INPUT MATERIAL |
* * * * * * *
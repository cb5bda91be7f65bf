//! Cron jobs that run alongside the bot.

pub mod keepalive;
use sea_orm::entity::prelude::*;

#[derive(Clone, Debug, PartialEq, Eq, DeriveEntityModel)]
#[sea_orm(table_name = "medal")]
pub struct Model {
    #[sea_orm(primary_key)]
    pub id: i32,
    pub player_id: i32,
    pub name: String,
}

#[derive(Copy, Clone, Debug, EnumIter, DeriveRelation)]
pub enum Relation {
    #[sea_orm(
        belongs_to = "super::player::Entity",
        from = "Column::PlayerId",
        to = "super::player::Column::Id",
        on_update = "Cascade",
        on_delete = "Cascade"
    )]
    Player,
}

impl Related<super::player::Entity> for Entity {
    fn to() -> RelationDef {
        Relation::Player.def()
    }
}

impl ActiveModelBehavior for ActiveModel {}
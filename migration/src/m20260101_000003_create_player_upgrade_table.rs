use sea_orm_migration::{prelude::*, schema::*};

use super::m20260101_000002_create_unit_table::Unit;

#[derive(DeriveMigrationName)]
pub struct Migration;

#[async_trait::async_trait]
impl MigrationTrait for Migration {
    async fn up(&self, manager: &SchemaManager) -> Result<(), DbErr> {
        manager
            .create_table(
                Table::create()
                    .table(PlayerUpgrade::Table)
                    .if_not_exists()
                    .col(pk_auto(PlayerUpgrade::Id))
                    .col(integer(PlayerUpgrade::UnitId))
                    .col(string(PlayerUpgrade::Name))
                    .foreign_key(
                        ForeignKey::create()
                            .name("fk_player_upgrade_unit_id")
                            .from(PlayerUpgrade::Table, PlayerUpgrade::UnitId)
                            .to(Unit::Table, Unit::Id)
                            .on_delete(ForeignKeyAction::Cascade)
                            .on_update(ForeignKeyAction::Cascade),
                    )
                    .to_owned(),
            )
            .await?;

        manager
            .create_index(
                Index::create()
                    .name("idx_player_upgrade_unit_id")
                    .table(PlayerUpgrade::Table)
                    .col(PlayerUpgrade::UnitId)
                    .to_owned(),
            )
            .await?;

        Ok(())
    }

    async fn down(&self, manager: &SchemaManager) -> Result<(), DbErr> {
        manager
            .drop_index(
                Index::drop()
                    .name("idx_player_upgrade_unit_id")
                    .table(PlayerUpgrade::Table)
                    .to_owned(),
            )
            .await?;

        manager
            .drop_table(Table::drop().table(PlayerUpgrade::Table).to_owned())
            .await
    }
}

#[derive(DeriveIden)]
pub enum PlayerUpgrade {
    Table,
    Id,
    UnitId,
    Name,
}
use thiserror::Error;

/// Reasons a dequeued entry cannot be turned into a task.
///
/// None of these are retryable: the dispatch loop logs them and moves on to the next
/// entry without pacing.
#[derive(Error, Debug, Clone, PartialEq, Eq)]
pub enum TaskError {
    /// Entry does not have the task shape (not an object, missing kind or subject).
    #[error("Malformed task entry: {0}")]
    Malformed(String),

    /// Entry names a task kind the consumer has no handler for.
    #[error("Unknown task kind: {0}")]
    UnknownKind(String),

    /// Subject has no usable primary key, so it can never be loaded.
    #[error("Task subject has no primary key: {0}")]
    MissingKey(String),
}
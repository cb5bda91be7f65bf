use super::*;

/// Expected: Ok(Some) with the parsed message ID
#[tokio::test]
async fn finds_existing_record() -> Result<(), AppError> {
    let test = TestBuilder::new()
        .with_campaign_tables()
        .build()
        .await
        .unwrap();
    let db = test.db.as_ref().unwrap();
    let player = factory::create_player(db).await?;
    factory::create_dossier(db, player.id, 555).await?;

    let repo = DossierRepository::new(db);
    let dossier = repo.find_by_player_id(player.id).await?;

    assert_eq!(dossier.map(|d| d.message_id), Some(555));

    Ok(())
}

/// Expected: Ok(None) for a player that was never posted
#[tokio::test]
async fn returns_none_without_record() -> Result<(), AppError> {
    let test = TestBuilder::new()
        .with_campaign_tables()
        .build()
        .await
        .unwrap();
    let db = test.db.as_ref().unwrap();
    let player = factory::create_player(db).await?;

    let repo = DossierRepository::new(db);

    assert!(repo.find_by_player_id(player.id).await?.is_none());

    Ok(())
}

/// Tests that a corrupted message ID surfaces as an error instead of a bogus ID.
///
/// Expected: Err(AppError::InternalError)
#[tokio::test]
async fn fails_on_invalid_stored_message_id() -> Result<(), AppError> {
    use sea_orm::{ActiveModelTrait, ActiveValue};

    let test = TestBuilder::new()
        .with_campaign_tables()
        .build()
        .await
        .unwrap();
    let db = test.db.as_ref().unwrap();
    let player = factory::create_player(db).await?;
    entity::dossier::ActiveModel {
        id: ActiveValue::NotSet,
        player_id: ActiveValue::Set(player.id),
        message_id: ActiveValue::Set("not-a-snowflake".to_string()),
        created_at: ActiveValue::Set(chrono::Utc::now()),
    }
    .insert(db)
    .await?;

    let repo = DossierRepository::new(db);
    let result = repo.find_by_player_id(player.id).await;

    assert!(matches!(result, Err(AppError::InternalError(_))));

    Ok(())
}
use sea_orm_migration::{prelude::*, schema::*};

#[derive(DeriveMigrationName)]
pub struct Migration;

#[async_trait::async_trait]
impl MigrationTrait for Migration {
    async fn up(&self, manager: &SchemaManager) -> Result<(), DbErr> {
        manager
            .create_table(
                Table::create()
                    .table(Player::Table)
                    .if_not_exists()
                    .col(pk_auto(Player::Id))
                    .col(string_uniq(Player::DiscordId))
                    .col(string(Player::Name))
                    .col(string_null(Player::Lore))
                    .col(integer(Player::RecPoints).default(0))
                    .col(integer(Player::BonusPay).default(0))
                    .to_owned(),
            )
            .await
    }

    async fn down(&self, manager: &SchemaManager) -> Result<(), DbErr> {
        manager
            .drop_table(Table::drop().table(Player::Table).to_owned())
            .await
    }
}

#[derive(DeriveIden)]
pub enum Player {
    Table,
    Id,
    DiscordId,
    Name,
    Lore,
    RecPoints,
    BonusPay,
}
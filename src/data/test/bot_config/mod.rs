use crate::data::bot_config::BotConfigRepository;
use sea_orm::{DbErr, EntityTrait, PaginatorTrait};
use serde_json::json;
use test_utils::builder::TestBuilder;

/// Expected: Ok(None)
#[tokio::test]
async fn returns_none_for_missing_key() -> Result<(), DbErr> {
    let test = TestBuilder::new()
        .with_table(entity::prelude::BotConfig)
        .build()
        .await
        .unwrap();
    let db = test.db.as_ref().unwrap();

    let repo = BotConfigRepository::new(db);

    assert_eq!(repo.get("BOT_CONFIG").await?, None);

    Ok(())
}

/// Tests storing a document and then replacing it under the same key.
///
/// Expected: Ok with one row holding the latest value
#[tokio::test]
async fn upsert_replaces_existing_value() -> Result<(), DbErr> {
    let test = TestBuilder::new()
        .with_table(entity::prelude::BotConfig)
        .build()
        .await
        .unwrap();
    let db = test.db.as_ref().unwrap();

    let repo = BotConfigRepository::new(db);
    repo.upsert("BOT_CONFIG", json!({ "dossier_channel_id": 1 }))
        .await?;
    repo.upsert("BOT_CONFIG", json!({ "dossier_channel_id": 2 }))
        .await?;

    assert_eq!(
        repo.get("BOT_CONFIG").await?,
        Some(json!({ "dossier_channel_id": 2 }))
    );
    assert_eq!(entity::prelude::BotConfig::find().count(db).await?, 1);

    Ok(())
}

/// Expected: Ok with each key holding its own document
#[tokio::test]
async fn keys_are_independent() -> Result<(), DbErr> {
    let test = TestBuilder::new()
        .with_table(entity::prelude::BotConfig)
        .build()
        .await
        .unwrap();
    let db = test.db.as_ref().unwrap();

    let repo = BotConfigRepository::new(db);
    repo.upsert("BOT_CONFIG", json!({})).await?;
    repo.upsert("MEDAL_EMOTES", json!({ "FCM": ["a", "b", "c"] }))
        .await?;

    assert_eq!(repo.get("BOT_CONFIG").await?, Some(json!({})));
    assert_eq!(
        repo.get("MEDAL_EMOTES").await?,
        Some(json!({ "FCM": ["a", "b", "c"] }))
    );

    Ok(())
}
//! Unit factory for creating test unit entities.

use crate::factory::helpers::next_id;
use entity::unit::UnitStatus;
use sea_orm::{ActiveModelTrait, ActiveValue, DatabaseConnection, DbErr};

/// Factory for creating test units with customizable fields.
pub struct UnitFactory<'a> {
    db: &'a DatabaseConnection,
    player_id: i32,
    name: String,
    unit_type: String,
    status: UnitStatus,
    callsign: Option<String>,
}

impl<'a> UnitFactory<'a> {
    /// Creates a new UnitFactory with default values.
    ///
    /// Defaults:
    /// - name: `"Unit {id}"` where id is auto-incremented
    /// - unit_type: `"INFANTRY"`
    /// - status: `UnitStatus::Active`
    /// - callsign: `None`
    ///
    /// # Arguments
    /// - `db` - Database connection for inserting the entity
    /// - `player_id` - ID of the owning player
    pub fn new(db: &'a DatabaseConnection, player_id: i32) -> Self {
        let id = next_id();
        Self {
            db,
            player_id,
            name: format!("Unit {}", id),
            unit_type: "INFANTRY".to_string(),
            status: UnitStatus::Active,
            callsign: None,
        }
    }

    pub fn name(mut self, name: impl Into<String>) -> Self {
        self.name = name.into();
        self
    }

    pub fn unit_type(mut self, unit_type: impl Into<String>) -> Self {
        self.unit_type = unit_type.into();
        self
    }

    pub fn status(mut self, status: UnitStatus) -> Self {
        self.status = status;
        self
    }

    pub fn callsign(mut self, callsign: Option<&str>) -> Self {
        self.callsign = callsign.map(str::to_string);
        self
    }

    /// Builds and inserts the unit entity into the database.
    ///
    /// # Returns
    /// - `Ok(entity::unit::Model)` - Created unit entity
    /// - `Err(DbErr)` - Database error during insert
    pub async fn build(self) -> Result<entity::unit::Model, DbErr> {
        entity::unit::ActiveModel {
            id: ActiveValue::NotSet,
            player_id: ActiveValue::Set(self.player_id),
            name: ActiveValue::Set(self.name),
            unit_type: ActiveValue::Set(self.unit_type),
            status: ActiveValue::Set(self.status),
            callsign: ActiveValue::Set(self.callsign),
        }
        .insert(self.db)
        .await
    }
}

/// Creates an active unit with default values for a player.
pub async fn create_unit(
    db: &DatabaseConnection,
    player_id: i32,
) -> Result<entity::unit::Model, DbErr> {
    UnitFactory::new(db, player_id).build().await
}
* * * * * * *
PROBLEM DETAILS | Across the listing above, state how many lines include the word "BonusPay", with nothing but the number in reply.

WRITTEN REPLY | 2